Stored data
*** Begin section ***
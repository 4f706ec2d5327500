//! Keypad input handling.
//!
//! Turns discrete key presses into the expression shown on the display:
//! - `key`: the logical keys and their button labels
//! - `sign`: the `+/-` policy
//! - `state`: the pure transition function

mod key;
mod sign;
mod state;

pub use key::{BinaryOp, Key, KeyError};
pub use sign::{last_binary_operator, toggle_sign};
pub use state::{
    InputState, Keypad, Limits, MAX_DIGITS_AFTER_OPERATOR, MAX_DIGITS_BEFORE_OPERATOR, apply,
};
*** End section ***
WHAT IS BEING ASKED:
You are asked to copy all of the entries above exactly.

WORKED SOLUTION:
repository 4f706ec2d5327500
//! Keypad input handling.
//!
//! Turns discrete key presses into the expression shown on the display:
//! - `key`: the logical keys and their button labels
//! - `sign`: the `+/-` policy
//! - `state`: the pure transition function

mod key;
mod sign;
mod state;

pub use key::{BinaryOp, Key, KeyError};
pub use sign::{last_binary_operator, toggle_sign};
pub use state::{
    InputState, Keypad, Limits, MAX_DIGITS_AFTER_OPERATOR, MAX_DIGITS_BEFORE_OPERATOR, apply,
};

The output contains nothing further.